Dataset entries —
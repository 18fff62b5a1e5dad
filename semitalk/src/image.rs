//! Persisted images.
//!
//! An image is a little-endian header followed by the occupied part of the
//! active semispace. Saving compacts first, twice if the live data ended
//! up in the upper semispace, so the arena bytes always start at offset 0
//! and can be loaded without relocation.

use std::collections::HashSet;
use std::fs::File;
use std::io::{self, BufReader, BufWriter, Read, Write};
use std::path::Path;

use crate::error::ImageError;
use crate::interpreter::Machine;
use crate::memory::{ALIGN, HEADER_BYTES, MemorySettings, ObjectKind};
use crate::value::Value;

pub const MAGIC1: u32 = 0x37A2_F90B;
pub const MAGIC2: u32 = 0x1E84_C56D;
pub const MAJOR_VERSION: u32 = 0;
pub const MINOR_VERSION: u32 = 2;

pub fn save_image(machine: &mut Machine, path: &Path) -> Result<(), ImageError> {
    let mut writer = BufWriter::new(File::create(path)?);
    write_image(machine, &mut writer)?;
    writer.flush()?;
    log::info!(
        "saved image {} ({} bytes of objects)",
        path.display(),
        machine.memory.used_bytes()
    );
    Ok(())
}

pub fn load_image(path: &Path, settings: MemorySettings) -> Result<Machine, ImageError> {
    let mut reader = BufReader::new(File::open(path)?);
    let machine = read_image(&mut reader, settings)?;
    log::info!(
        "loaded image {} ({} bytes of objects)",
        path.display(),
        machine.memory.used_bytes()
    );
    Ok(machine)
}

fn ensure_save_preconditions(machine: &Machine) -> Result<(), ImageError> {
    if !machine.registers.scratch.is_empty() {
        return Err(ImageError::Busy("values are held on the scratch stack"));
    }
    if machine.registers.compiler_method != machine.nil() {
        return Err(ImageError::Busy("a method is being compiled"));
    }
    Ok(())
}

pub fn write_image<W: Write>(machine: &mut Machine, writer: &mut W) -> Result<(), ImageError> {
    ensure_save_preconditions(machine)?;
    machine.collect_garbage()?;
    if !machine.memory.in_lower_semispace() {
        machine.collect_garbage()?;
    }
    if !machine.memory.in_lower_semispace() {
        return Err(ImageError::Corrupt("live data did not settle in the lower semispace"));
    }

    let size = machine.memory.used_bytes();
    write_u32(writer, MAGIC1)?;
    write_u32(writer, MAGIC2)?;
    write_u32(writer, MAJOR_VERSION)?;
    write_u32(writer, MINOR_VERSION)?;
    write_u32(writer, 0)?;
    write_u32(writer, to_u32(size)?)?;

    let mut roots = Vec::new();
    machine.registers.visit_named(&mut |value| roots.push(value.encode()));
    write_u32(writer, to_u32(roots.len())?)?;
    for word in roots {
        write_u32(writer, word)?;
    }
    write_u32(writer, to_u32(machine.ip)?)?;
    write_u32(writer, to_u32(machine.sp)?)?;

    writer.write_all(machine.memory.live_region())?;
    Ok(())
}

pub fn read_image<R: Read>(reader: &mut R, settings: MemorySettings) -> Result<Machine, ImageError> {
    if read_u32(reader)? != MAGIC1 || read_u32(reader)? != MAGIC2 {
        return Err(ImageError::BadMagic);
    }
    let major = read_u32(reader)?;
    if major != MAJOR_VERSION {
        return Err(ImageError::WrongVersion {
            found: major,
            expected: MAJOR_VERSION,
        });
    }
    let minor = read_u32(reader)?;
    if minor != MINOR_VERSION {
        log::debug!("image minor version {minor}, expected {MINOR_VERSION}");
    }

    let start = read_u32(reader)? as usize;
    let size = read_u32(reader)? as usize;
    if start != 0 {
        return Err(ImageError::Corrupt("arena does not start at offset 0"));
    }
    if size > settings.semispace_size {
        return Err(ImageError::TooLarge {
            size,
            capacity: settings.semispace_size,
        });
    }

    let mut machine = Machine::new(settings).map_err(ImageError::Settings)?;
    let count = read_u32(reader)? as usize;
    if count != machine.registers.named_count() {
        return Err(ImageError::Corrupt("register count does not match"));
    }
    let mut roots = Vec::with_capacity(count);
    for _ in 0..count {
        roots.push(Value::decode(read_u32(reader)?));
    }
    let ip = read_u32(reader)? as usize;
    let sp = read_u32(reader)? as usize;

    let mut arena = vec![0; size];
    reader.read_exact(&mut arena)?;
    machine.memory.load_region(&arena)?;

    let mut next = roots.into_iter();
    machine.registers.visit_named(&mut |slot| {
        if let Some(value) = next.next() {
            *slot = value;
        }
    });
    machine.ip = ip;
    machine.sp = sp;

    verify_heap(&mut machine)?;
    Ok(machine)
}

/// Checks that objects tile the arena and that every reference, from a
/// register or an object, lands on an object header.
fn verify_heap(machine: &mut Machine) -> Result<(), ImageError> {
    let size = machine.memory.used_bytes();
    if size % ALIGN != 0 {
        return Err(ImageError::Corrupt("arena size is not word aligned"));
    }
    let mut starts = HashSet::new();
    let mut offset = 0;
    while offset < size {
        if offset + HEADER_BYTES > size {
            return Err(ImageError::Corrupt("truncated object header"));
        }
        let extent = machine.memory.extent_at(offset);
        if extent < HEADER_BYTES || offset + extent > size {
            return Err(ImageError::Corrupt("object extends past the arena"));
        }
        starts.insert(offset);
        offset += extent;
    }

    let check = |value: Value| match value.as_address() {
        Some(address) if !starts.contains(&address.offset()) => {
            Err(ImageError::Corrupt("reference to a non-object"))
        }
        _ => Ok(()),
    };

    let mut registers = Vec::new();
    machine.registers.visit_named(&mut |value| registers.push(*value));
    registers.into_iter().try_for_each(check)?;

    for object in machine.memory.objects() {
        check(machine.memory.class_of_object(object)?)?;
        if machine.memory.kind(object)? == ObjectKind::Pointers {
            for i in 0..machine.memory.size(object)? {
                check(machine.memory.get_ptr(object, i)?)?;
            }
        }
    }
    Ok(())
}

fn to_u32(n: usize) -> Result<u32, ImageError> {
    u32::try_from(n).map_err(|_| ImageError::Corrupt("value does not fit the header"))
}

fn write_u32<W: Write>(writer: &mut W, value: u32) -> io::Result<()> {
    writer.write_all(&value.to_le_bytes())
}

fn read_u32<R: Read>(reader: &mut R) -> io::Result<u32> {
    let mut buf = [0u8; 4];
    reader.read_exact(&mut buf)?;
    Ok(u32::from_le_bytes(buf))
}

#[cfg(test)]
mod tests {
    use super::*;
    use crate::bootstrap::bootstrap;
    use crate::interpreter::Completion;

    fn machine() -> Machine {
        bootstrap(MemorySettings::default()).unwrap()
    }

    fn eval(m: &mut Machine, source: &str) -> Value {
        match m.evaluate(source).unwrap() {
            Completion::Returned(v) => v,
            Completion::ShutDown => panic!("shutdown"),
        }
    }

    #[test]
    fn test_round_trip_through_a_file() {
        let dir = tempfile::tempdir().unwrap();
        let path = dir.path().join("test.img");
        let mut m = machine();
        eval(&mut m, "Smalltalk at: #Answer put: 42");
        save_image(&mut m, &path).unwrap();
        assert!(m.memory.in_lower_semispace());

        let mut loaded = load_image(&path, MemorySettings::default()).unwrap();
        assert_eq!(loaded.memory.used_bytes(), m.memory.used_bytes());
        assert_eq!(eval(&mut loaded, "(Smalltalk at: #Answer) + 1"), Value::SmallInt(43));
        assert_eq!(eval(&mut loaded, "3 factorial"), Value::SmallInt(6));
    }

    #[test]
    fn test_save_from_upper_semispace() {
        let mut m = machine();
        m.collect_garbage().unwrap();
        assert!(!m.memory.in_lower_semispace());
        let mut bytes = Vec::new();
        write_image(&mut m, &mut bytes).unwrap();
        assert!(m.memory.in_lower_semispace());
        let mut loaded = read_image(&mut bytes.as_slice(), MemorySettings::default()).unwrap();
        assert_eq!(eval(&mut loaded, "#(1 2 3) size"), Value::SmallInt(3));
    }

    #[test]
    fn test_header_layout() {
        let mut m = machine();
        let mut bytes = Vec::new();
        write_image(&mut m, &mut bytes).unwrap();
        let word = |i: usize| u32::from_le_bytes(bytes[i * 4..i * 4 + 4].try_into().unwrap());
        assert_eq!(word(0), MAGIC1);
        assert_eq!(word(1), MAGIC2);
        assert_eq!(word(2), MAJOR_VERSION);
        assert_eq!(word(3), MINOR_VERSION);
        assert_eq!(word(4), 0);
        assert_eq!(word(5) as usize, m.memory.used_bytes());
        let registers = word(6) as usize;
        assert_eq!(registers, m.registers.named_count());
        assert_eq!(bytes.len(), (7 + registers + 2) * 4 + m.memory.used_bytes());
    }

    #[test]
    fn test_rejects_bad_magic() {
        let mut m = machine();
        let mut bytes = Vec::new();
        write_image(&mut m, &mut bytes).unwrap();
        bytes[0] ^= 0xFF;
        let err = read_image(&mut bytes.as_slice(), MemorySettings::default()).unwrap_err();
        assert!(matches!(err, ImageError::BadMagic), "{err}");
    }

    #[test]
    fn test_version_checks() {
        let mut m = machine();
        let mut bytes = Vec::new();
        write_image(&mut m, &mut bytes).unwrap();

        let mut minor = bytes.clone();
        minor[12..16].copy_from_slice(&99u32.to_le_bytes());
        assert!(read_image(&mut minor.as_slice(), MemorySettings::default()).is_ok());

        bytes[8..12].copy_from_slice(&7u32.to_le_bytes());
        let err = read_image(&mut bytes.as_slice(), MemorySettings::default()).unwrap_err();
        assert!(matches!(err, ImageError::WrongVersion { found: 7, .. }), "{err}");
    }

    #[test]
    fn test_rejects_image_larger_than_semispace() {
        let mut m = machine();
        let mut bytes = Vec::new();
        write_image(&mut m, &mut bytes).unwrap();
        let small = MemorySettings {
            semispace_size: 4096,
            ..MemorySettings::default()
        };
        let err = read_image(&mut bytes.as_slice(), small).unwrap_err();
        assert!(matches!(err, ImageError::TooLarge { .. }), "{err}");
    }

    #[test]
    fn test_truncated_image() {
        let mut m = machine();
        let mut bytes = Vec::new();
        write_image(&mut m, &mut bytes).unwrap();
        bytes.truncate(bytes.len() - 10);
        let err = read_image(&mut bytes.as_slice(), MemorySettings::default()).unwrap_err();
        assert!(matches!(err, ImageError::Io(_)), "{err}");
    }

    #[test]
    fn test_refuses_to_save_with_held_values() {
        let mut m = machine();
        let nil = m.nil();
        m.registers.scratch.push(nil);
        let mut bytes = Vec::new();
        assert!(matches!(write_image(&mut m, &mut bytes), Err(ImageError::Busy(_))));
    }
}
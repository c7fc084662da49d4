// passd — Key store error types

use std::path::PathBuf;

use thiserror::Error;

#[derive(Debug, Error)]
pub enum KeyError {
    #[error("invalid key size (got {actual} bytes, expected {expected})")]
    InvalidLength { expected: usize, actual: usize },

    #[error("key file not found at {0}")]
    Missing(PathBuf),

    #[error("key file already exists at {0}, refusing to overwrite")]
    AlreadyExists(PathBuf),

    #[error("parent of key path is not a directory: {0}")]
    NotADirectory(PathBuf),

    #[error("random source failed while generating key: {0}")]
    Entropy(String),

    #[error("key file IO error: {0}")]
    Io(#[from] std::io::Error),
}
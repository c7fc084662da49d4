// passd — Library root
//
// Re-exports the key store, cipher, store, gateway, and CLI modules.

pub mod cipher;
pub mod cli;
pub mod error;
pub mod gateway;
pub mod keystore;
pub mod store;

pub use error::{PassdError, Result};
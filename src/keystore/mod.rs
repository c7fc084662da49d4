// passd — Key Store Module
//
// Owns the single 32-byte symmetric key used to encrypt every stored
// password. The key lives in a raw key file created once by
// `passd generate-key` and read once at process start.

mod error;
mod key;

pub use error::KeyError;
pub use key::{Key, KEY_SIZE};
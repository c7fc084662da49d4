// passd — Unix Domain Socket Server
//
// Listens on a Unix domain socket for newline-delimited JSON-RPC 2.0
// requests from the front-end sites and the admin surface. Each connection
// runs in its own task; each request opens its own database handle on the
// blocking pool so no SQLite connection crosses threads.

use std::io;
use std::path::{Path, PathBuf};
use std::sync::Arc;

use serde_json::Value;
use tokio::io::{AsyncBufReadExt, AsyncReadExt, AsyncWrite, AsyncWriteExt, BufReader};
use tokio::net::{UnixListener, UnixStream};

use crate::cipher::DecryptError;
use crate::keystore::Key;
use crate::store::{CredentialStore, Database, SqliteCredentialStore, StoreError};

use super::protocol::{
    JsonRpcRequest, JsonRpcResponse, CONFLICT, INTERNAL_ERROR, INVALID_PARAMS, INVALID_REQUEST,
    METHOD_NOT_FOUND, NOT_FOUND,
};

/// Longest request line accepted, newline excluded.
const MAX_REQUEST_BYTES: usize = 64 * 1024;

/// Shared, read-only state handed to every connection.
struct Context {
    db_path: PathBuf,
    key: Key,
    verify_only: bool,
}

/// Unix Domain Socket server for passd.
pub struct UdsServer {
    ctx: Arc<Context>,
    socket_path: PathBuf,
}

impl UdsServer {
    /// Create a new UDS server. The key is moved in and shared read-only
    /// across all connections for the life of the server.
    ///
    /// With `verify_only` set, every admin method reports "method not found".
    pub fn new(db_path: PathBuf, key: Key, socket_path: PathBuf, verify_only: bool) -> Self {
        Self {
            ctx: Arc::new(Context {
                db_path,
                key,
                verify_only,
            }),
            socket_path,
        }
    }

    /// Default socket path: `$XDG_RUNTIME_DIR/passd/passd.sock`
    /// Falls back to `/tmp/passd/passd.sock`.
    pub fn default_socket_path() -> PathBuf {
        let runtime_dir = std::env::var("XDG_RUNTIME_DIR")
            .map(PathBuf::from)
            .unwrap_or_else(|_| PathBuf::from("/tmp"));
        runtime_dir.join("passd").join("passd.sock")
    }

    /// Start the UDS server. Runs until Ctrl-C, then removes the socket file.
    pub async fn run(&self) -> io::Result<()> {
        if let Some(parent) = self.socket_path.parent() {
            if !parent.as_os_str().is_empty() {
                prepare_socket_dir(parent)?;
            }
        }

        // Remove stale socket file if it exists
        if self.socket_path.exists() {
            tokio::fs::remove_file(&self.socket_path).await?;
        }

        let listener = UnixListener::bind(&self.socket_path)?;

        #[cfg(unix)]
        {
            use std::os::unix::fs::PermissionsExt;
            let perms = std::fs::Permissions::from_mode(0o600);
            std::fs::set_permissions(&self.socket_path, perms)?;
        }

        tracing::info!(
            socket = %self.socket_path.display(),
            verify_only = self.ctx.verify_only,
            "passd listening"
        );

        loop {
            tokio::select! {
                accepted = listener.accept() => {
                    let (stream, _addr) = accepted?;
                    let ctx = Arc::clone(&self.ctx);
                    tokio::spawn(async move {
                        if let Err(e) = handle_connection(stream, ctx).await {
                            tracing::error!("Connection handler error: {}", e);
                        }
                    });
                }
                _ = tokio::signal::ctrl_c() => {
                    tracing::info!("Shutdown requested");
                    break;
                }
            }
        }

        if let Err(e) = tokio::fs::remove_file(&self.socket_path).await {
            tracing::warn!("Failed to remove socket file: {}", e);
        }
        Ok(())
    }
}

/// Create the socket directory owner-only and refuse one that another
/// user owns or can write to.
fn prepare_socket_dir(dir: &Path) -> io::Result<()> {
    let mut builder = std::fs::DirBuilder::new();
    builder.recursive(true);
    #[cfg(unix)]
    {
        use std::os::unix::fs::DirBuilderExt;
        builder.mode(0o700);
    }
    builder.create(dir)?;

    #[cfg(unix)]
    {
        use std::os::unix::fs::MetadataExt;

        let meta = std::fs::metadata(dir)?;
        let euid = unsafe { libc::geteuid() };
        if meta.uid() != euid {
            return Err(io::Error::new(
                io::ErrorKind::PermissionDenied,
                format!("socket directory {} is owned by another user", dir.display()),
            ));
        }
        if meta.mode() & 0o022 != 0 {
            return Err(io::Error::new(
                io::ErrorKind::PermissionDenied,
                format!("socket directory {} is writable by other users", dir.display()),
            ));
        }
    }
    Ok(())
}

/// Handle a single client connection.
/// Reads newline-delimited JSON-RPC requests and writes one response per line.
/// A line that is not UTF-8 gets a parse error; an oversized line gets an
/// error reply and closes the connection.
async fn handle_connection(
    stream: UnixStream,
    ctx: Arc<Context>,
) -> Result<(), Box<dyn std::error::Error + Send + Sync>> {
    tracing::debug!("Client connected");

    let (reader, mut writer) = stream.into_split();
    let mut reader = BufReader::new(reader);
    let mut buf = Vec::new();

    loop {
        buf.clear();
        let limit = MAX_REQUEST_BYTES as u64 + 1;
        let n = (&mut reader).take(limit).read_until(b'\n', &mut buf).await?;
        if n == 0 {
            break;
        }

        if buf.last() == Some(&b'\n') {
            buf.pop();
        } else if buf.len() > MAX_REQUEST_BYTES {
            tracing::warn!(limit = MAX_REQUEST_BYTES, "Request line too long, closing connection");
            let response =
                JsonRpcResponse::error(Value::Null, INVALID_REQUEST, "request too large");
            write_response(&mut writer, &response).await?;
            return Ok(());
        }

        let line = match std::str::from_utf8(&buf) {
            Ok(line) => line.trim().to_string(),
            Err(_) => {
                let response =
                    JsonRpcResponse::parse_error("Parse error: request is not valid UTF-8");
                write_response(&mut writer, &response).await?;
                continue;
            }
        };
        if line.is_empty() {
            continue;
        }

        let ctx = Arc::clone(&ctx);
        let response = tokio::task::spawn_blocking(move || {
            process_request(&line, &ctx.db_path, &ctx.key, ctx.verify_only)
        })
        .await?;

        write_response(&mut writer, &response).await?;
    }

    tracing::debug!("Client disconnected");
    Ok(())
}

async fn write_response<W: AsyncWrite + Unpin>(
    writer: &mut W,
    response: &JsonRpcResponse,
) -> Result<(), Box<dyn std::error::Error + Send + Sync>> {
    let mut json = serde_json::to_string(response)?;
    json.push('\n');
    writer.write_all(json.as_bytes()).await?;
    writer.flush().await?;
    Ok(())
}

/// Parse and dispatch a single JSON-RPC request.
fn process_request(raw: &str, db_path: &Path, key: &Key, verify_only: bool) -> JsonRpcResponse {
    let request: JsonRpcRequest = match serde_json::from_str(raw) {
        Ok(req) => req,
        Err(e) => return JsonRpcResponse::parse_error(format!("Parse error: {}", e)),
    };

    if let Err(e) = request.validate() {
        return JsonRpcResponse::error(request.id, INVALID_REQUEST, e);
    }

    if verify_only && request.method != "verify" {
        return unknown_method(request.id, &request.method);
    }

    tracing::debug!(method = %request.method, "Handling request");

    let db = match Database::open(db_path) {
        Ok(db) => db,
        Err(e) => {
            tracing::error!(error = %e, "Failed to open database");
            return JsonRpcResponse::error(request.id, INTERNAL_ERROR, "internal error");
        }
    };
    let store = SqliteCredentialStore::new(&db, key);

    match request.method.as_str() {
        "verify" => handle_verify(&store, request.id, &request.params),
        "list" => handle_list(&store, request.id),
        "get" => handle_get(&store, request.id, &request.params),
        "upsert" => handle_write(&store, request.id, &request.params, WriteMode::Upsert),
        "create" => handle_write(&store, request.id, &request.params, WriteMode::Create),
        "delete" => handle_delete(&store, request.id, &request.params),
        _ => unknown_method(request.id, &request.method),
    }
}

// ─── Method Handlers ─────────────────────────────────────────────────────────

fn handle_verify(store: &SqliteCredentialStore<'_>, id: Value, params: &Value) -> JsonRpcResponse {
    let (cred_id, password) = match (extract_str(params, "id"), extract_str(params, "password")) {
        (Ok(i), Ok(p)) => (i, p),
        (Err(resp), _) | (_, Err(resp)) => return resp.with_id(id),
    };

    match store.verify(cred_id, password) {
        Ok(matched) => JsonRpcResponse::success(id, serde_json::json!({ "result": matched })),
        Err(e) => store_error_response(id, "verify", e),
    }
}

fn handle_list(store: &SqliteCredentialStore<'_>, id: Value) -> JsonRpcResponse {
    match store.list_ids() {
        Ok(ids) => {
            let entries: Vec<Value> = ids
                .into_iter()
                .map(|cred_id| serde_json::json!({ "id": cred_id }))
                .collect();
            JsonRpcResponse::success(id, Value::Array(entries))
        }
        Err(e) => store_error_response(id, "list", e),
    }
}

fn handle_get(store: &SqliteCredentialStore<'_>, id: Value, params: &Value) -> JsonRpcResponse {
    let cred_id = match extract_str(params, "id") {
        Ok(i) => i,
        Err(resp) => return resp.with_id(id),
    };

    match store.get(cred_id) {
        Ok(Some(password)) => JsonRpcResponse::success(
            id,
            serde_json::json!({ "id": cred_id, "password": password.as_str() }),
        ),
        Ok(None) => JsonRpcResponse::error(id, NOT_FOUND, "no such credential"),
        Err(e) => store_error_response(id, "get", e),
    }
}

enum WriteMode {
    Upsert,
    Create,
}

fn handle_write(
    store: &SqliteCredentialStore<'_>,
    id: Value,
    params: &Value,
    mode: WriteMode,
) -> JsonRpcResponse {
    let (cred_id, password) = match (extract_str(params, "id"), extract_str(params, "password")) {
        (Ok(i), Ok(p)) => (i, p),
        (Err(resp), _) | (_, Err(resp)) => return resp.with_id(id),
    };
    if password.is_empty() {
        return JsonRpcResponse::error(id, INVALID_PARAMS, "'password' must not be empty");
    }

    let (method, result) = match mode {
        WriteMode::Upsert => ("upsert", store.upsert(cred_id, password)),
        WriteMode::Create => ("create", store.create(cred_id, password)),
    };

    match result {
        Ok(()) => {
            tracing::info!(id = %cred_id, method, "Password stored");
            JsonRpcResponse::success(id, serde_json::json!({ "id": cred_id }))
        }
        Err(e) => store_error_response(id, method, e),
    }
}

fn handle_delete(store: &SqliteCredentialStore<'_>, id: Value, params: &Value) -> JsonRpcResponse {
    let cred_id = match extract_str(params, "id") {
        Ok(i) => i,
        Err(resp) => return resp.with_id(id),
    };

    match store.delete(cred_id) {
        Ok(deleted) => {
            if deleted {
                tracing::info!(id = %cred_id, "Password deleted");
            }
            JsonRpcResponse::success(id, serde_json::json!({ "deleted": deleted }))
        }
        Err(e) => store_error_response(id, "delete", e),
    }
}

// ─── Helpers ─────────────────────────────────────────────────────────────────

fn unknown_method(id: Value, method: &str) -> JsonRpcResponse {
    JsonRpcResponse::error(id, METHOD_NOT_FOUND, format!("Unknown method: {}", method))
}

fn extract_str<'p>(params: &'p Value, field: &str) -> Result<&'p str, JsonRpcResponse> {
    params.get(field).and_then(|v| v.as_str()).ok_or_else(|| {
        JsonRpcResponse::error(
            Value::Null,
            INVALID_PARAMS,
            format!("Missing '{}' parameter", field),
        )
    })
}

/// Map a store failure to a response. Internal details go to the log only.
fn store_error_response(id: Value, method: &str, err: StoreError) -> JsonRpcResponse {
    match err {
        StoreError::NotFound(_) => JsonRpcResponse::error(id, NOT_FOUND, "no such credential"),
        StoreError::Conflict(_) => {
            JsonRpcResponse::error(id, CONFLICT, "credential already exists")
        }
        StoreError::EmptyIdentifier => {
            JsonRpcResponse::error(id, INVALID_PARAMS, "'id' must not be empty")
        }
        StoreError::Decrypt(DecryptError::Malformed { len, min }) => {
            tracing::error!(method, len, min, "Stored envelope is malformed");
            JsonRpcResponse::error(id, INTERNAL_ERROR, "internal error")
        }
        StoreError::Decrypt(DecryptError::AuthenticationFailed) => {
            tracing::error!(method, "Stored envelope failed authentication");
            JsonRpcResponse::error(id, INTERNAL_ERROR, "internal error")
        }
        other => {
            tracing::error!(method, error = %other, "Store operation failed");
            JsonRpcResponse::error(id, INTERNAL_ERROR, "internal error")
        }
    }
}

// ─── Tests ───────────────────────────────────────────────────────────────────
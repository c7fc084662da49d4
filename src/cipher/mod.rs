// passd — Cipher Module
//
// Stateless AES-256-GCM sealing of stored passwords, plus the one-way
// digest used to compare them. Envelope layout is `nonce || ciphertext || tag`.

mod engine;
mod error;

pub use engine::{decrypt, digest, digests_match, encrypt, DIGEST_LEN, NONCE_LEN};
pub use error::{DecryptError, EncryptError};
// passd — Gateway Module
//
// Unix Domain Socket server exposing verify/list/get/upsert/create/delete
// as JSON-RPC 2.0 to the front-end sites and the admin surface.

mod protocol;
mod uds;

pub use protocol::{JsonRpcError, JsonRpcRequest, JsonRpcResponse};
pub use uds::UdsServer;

Problem statement — Number of lines above containing "protocol": state it and nothing else.

Output — 3